> **Dataset content**
####################

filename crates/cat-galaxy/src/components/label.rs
use glam::Vec2;

use crate::components::body::OrbitingBody;

/// Screen-space caption bound to one body.
#[derive(Debug, Clone, PartialEq)]
pub struct Label {
    /// Index of the bound body in the scene.
    pub body: usize,
    pub text: String,
    /// Anchor in CSS pixels (top-left origin). The host centers the element on it.
    pub screen: Vec2,
    pub visible: bool,
}

impl Label {
    /// Class name of the host element.
    pub const CLASS: &'static str = "planet-label";

    /// Inline `transform` that centers the element on its anchor.
    pub fn css_transform(&self) -> String {
        format!(
            "translate(-50%, -50%) translate({}px, {}px)",
            self.screen.x, self.screen.y
        )
    }

    pub fn css_display(&self) -> &'static str {
        if self.visible {
            "block"
        } else {
            "none"
        }
    }
}

/// One label per body, index-aligned with the scene's body list.
#[derive(Debug, Clone, Default)]
pub struct LabelLayer {
    labels: Vec<Label>,
}

impl LabelLayer {
    pub fn for_bodies(bodies: &[OrbitingBody]) -> Self {
        let labels = bodies
            .iter()
            .enumerate()
            .map(|(i, body)| Label {
                body: i,
                text: body.desc.name.clone(),
                screen: Vec2::ZERO,
                visible: false,
            })
            .collect();
        Self { labels }
    }

    pub fn iter(&self) -> impl Iterator<Item = &Label> {
        self.labels.iter()
    }

    pub fn iter_mut(&mut self) -> impl Iterator<Item = &mut Label> {
        self.labels.iter_mut()
    }

    pub fn get(&self, index: usize) -> Option<&Label> {
        self.labels.get(index)
    }

    pub fn len(&self) -> usize {
        self.labels.len()
    }

    pub fn is_empty(&self) -> bool {
        self.labels.is_empty()
    }
}
use cat_galaxy::renderer::traits::StarStyle;
use cat_galaxy::{
    FrameData, GalaxyContext, GalaxyEvent, InputEvent, InputQueue, LabelLayer, RenderBuffer,
    Renderer, Viewport,
};

/// Wires the scene to a drawing backend.
///
/// The web entry point keeps one runner in a `thread_local!` and drives it
/// from `requestAnimationFrame`, because wasm-bindgen cannot export generic
/// structs directly.
pub struct GalaxyRunner<R: Renderer> {
    ctx: GalaxyContext,
    input: InputQueue,
    render_buffer: RenderBuffer,
    renderer: R,
    /// Viewport the renderer was last sized for.
    sized_for: Viewport,
}

impl<R: Renderer> GalaxyRunner<R> {
    pub fn new(ctx: GalaxyContext, mut renderer: R) -> Self {
        let viewport = ctx.viewport;
        renderer.resize(viewport.width as u32, viewport.height as u32);
        let render_buffer = RenderBuffer::with_capacity(ctx.scene.len() + 1);
        log::info!("runner: {} backend", renderer.backend());
        Self {
            ctx,
            input: InputQueue::new(),
            render_buffer,
            renderer,
            sized_for: viewport,
        }
    }

    /// Queue a host event for the next tick.
    pub fn push_input(&mut self, event: InputEvent) {
        self.input.push(event);
    }

    /// Run one frame: update the scene, draw it, and return what the host
    /// should act on.
    pub fn tick(&mut self) -> Vec<GalaxyEvent> {
        self.ctx.update(&self.input);
        self.input.drain();

        if self.ctx.viewport != self.sized_for {
            self.sized_for = self.ctx.viewport;
            self.renderer
                .resize(self.sized_for.width as u32, self.sized_for.height as u32);
        }

        self.ctx.build_render_buffer(&mut self.render_buffer);
        let stars = &self.ctx.scene.stars;
        self.renderer.draw(&FrameData {
            camera: self.render_buffer.camera,
            sprites: &self.render_buffer.sprites,
            stars: &stars.points,
            star_style: StarStyle::new(stars, self.ctx.config.fog_density),
            background: self.ctx.config.background(),
            viewport: self.ctx.viewport,
        });

        self.ctx.take_events()
    }

    pub fn labels(&self) -> &LabelLayer {
        &self.ctx.labels
    }

    pub fn context(&self) -> &GalaxyContext {
        &self.ctx
    }

    pub fn renderer_mut(&mut self) -> &mut R {
        &mut self.renderer
    }
}
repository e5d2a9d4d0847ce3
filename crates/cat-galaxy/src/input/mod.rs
pub mod queue;
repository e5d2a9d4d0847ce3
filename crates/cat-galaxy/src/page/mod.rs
//! DOM-free logic for the page decorations around the scene: the typed
//! headline and the scroll-reveal of content sections.

pub mod reveal;
pub mod typewriter;

use serde::{Deserialize, Serialize};

use crate::api::error::GalaxyError;

pub use reveal::{RevealState, ScrollReveal};
pub use typewriter::Typewriter;

#[derive(Debug, Clone, PartialEq, Serialize, Deserialize)]
#[serde(default)]
pub struct PageConfig {
    /// Headline typed into the `typing-text` element.
    pub headline: String,
    /// Milliseconds between two typed characters.
    pub type_delay_ms: u32,
    /// CSS selectors whose matches fade in when scrolled into view.
    pub reveal_selectors: Vec<String>,
    /// Visible fraction at which the observer reports an element.
    pub reveal_threshold: f64,
}

impl Default for PageConfig {
    fn default() -> Self {
        Self {
            headline: "WELCOME TO THE CAT GALAXY".to_string(),
            type_delay_ms: 50,
            reveal_selectors: vec![
                ".project-card".to_string(),
                ".stack-item".to_string(),
                ".about-grid".to_string(),
            ],
            reveal_threshold: 0.1,
        }
    }
}

impl PageConfig {
    pub fn from_json(json: &str) -> Result<Self, GalaxyError> {
        let config: Self = serde_json::from_str(json)
            .map_err(|source| GalaxyError::Json { what: "page config", source })?;
        if !(0.0..=1.0).contains(&config.reveal_threshold) {
            return Err(GalaxyError::InvalidConfig("reveal_threshold must be in [0, 1]"));
        }
        Ok(config)
    }

    /// Selectors joined into one `querySelectorAll` argument.
    pub fn reveal_query(&self) -> String {
        self.reveal_selectors.join(", ")
    }
}

#[cfg(test)]
mod tests {
    use super::*;

    #[test]
    fn defaults() {
        let config = PageConfig::default();
        assert_eq!(config.headline, "WELCOME TO THE CAT GALAXY");
        assert_eq!(config.type_delay_ms, 50);
        assert_eq!(config.reveal_query(), ".project-card, .stack-item, .about-grid");
    }

    #[test]
    fn partial_override() {
        let config = PageConfig::from_json(r#"{ "type_delay_ms": 20 }"#).unwrap();
        assert_eq!(config.type_delay_ms, 20);
        assert_eq!(config.reveal_threshold, 0.1);
    }

    #[test]
    fn threshold_out_of_range() {
        assert!(matches!(
            PageConfig::from_json(r#"{ "reveal_threshold": 1.5 }"#),
            Err(GalaxyError::InvalidConfig(_))
        ));
    }
}
//! Orbit system: moves every body one frame along its circle.

use crate::core::scene::SceneGraph;

/// Advance every body by its angular speed and refresh its position.
///
/// Call this once per frame before placing labels or rendering.
pub fn advance_orbits(scene: &mut SceneGraph) {
    for body in scene.iter_mut() {
        body.advance();
    }
}

#[cfg(test)]
mod tests {
    use super::*;
    use crate::api::galaxy::GalaxyConfig;
    use crate::components::body::BodyDesc;
    use crate::components::sprite::Color;
    use crate::core::rng::Rng;

    #[test]
    fn bodies_move_at_their_own_speed() {
        let config = GalaxyConfig {
            star_count: 0,
            ..GalaxyConfig::default()
        };
        let descs = vec![
            BodyDesc::new("slow", None, Color::WHITE, 300.0, 0.001, 10.0).unwrap(),
            BodyDesc::new("fast", None, Color::WHITE, 600.0, 0.01, 10.0).unwrap(),
        ];
        let mut scene = SceneGraph::build(&config, descs, &mut Rng::new(8));
        let before: Vec<f32> = scene.bodies().iter().map(|b| b.angle).collect();

        for _ in 0..10 {
            advance_orbits(&mut scene);
        }

        let after: Vec<f32> = scene.bodies().iter().map(|b| b.angle).collect();
        assert!((after[0] - before[0] - 0.01).abs() < 1e-5);
        assert!((after[1] - before[1] - 0.1).abs() < 1e-5);
        assert!((scene.bodies()[1].position.length() - 600.0).abs() < 1e-2);
    }
}
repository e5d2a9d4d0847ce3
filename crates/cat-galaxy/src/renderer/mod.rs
pub mod camera;
pub mod instance;
pub mod traits;

pub use camera::{CameraUniform, PerspectiveCamera, Ray};
pub use instance::{RenderBuffer, SpriteInstance, StarVertex};
pub use traits::{FrameData, Renderer, StarStyle};
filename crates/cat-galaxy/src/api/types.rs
use glam::Vec2;

/// Identifier of an orbiting body. Equals its index in the registry order.
#[derive(Debug, Clone, Copy, PartialEq, Eq, Hash)]
pub struct BodyId(pub u32);

impl BodyId {
    pub fn index(self) -> usize {
        self.0 as usize
    }
}

/// Side effect requested by the scene, forwarded to the host after a tick.
#[derive(Debug, Clone, PartialEq, Eq)]
pub enum GalaxyEvent {
    /// Open `url` in a new browsing context.
    OpenUrl { body: BodyId, url: String },
}

/// Size of the drawing surface in CSS pixels.
#[derive(Debug, Clone, Copy, PartialEq)]
pub struct Viewport {
    pub width: f32,
    pub height: f32,
}

impl Viewport {
    pub fn new(width: f32, height: f32) -> Self {
        Self { width, height }
    }

    pub fn aspect(&self) -> f32 {
        if self.height > 0.0 {
            self.width / self.height
        } else {
            1.0
        }
    }

    /// Map a pixel position (origin top-left, Y down) to normalized device
    /// coordinates in [-1, 1] (Y up).
    pub fn pixel_to_ndc(&self, x: f32, y: f32) -> Vec2 {
        let w = self.width.max(1.0);
        let h = self.height.max(1.0);
        Vec2::new((x / w) * 2.0 - 1.0, -(y / h) * 2.0 + 1.0)
    }

    /// Inverse of [`Viewport::pixel_to_ndc`].
    pub fn ndc_to_pixel(&self, ndc: Vec2) -> Vec2 {
        Vec2::new(
            (ndc.x * 0.5 + 0.5) * self.width,
            (-(ndc.y * 0.5) + 0.5) * self.height,
        )
    }
}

####################

> **About this exercise**
What is needed is the number of lines in the data that hold the word "FrameData", and nothing more.

> **Reply**
3